When they talk about chemo brain, they are not kidding! There are days when I have trouble remembering my name. Kim often reminds me that this and everything else that I whine about will all be corrected in the resurrection. Isn’t it wonderful to know that we are supposed to be here and that our experiences are planned. We are a handful of people who know that we have a loving Heavenly Father and His Son, our Redeemer, has paved the trail for us to return home and continue our family life. How scary it would be not to know what the next step is. It would sure make life seem unfair. But every little detail, down to my bunnies has been taken care of. I can worry all I want, but it really won’t make any difference.

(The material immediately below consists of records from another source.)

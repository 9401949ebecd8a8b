//! API error handling.

use axum::{
    http::{header, StatusCode},
    response::{IntoResponse, Response},
    Json,
};
use serde::{Deserialize, Serialize};

use crate::auth::RegistrationError;

/// API error codes.
#[derive(Debug, Clone, Copy, PartialEq, Eq)]
pub enum ErrorCode {
    /// Bad request (400).
    BadRequest,
    /// Missing or wrong credentials (401).
    Unauthorized,
    /// Not found (404).
    NotFound,
    /// Conflict (409).
    Conflict,
    /// Service unavailable (503).
    Unavailable,
    /// Internal server error (500).
    InternalError,
}

impl ErrorCode {
    /// Get the HTTP status code for this error.
    pub fn status_code(&self) -> StatusCode {
        match self {
            ErrorCode::BadRequest => StatusCode::BAD_REQUEST,
            ErrorCode::Unauthorized => StatusCode::UNAUTHORIZED,
            ErrorCode::NotFound => StatusCode::NOT_FOUND,
            ErrorCode::Conflict => StatusCode::CONFLICT,
            ErrorCode::Unavailable => StatusCode::SERVICE_UNAVAILABLE,
            ErrorCode::InternalError => StatusCode::INTERNAL_SERVER_ERROR,
        }
    }
}

/// API error response body.
#[derive(Debug, Serialize, Deserialize)]
pub struct ErrorBody {
    /// Human-readable message.
    pub detail: String,
}

/// API error type.
#[derive(Debug)]
pub struct ApiError {
    code: ErrorCode,
    message: String,
}

impl ApiError {
    /// Create a new API error.
    pub fn new(code: ErrorCode, message: impl Into<String>) -> Self {
        Self {
            code,
            message: message.into(),
        }
    }

    pub fn bad_request(message: impl Into<String>) -> Self {
        Self::new(ErrorCode::BadRequest, message)
    }

    pub fn unauthorized(message: impl Into<String>) -> Self {
        Self::new(ErrorCode::Unauthorized, message)
    }

    pub fn not_found(message: impl Into<String>) -> Self {
        Self::new(ErrorCode::NotFound, message)
    }

    pub fn conflict(message: impl Into<String>) -> Self {
        Self::new(ErrorCode::Conflict, message)
    }

    pub fn unavailable(message: impl Into<String>) -> Self {
        Self::new(ErrorCode::Unavailable, message)
    }

    pub fn internal(message: impl Into<String>) -> Self {
        Self::new(ErrorCode::InternalError, message)
    }

    pub fn code(&self) -> ErrorCode {
        self.code
    }
}

impl IntoResponse for ApiError {
    fn into_response(self) -> Response {
        let status = self.code.status_code();
        let body = ErrorBody {
            detail: self.message,
        };
        if self.code == ErrorCode::Unauthorized {
            return (status, [(header::WWW_AUTHENTICATE, "Basic")], Json(body)).into_response();
        }
        (status, Json(body)).into_response()
    }
}

impl std::fmt::Display for ApiError {
    fn fmt(&self, f: &mut std::fmt::Formatter<'_>) -> std::fmt::Result {
        write!(f, "{:?}: {}", self.code, self.message)
    }
}

impl std::error::Error for ApiError {}

impl From<crate::HuddleError> for ApiError {
    fn from(err: crate::HuddleError) -> Self {
        match &err {
            crate::HuddleError::NotFound(msg) => ApiError::not_found(msg.clone()),
            crate::HuddleError::Validation(msg) => ApiError::bad_request(msg.clone()),
            _ => {
                tracing::error!("Internal error: {}", err);
                ApiError::internal("An internal error occurred")
            }
        }
    }
}

impl From<RegistrationError> for ApiError {
    fn from(err: RegistrationError) -> Self {
        match err {
            RegistrationError::Validation(e) => ApiError::bad_request(e.to_string()),
            RegistrationError::Password(e) => ApiError::bad_request(e.to_string()),
            RegistrationError::UsernameExists => ApiError::bad_request(err.to_string()),
            RegistrationError::Database(msg) => {
                tracing::error!("Registration failed: {}", msg);
                ApiError::internal("An internal error occurred")
            }
        }
    }
}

I am so grateful for my amazing family and how they have supported and loved me through this difficult experience. I will try to keep little updates on the blog as they occur.
Wednesday, September 2, 2009
Becki has been began "maintenance mode" of her chemo now and is gaining a little more health and strength everyday. Naturally there are some crummy side effects to some of these drugs but overall the sun is finally poking it's head out from the clouds. YEAH!
A couple of weeks ago the family all went down to Moab to enjoy a weekend away before the end of summer. Becki was so excited that about 6 weeks before the trip, she researched multiple different online sites until she found just what she was looking for. She found a contraption that would cover up her PICC line and keep it completely dry so she could SWIM. That is what we love most.. playing in the pool.
We had a great time, like always, playing in the pool, watching movies, playing games, and just spending some good 'ole quality time together.
From here, we are hoping that there really aren't too many more updates (which is a good thing and means there wont be too many blog posts) She is finally on the mend and we pray that things will continue to go well. Thank you again for all your love, support, friendship, concern, and prayers. We couldn't have made it this far without the help of so many of you. Unfortunately this cancer is notorious for coming back, so please continue to pray for Becki's health. Bring on the prayers!
We will keep you posted on any updates.. thanks again!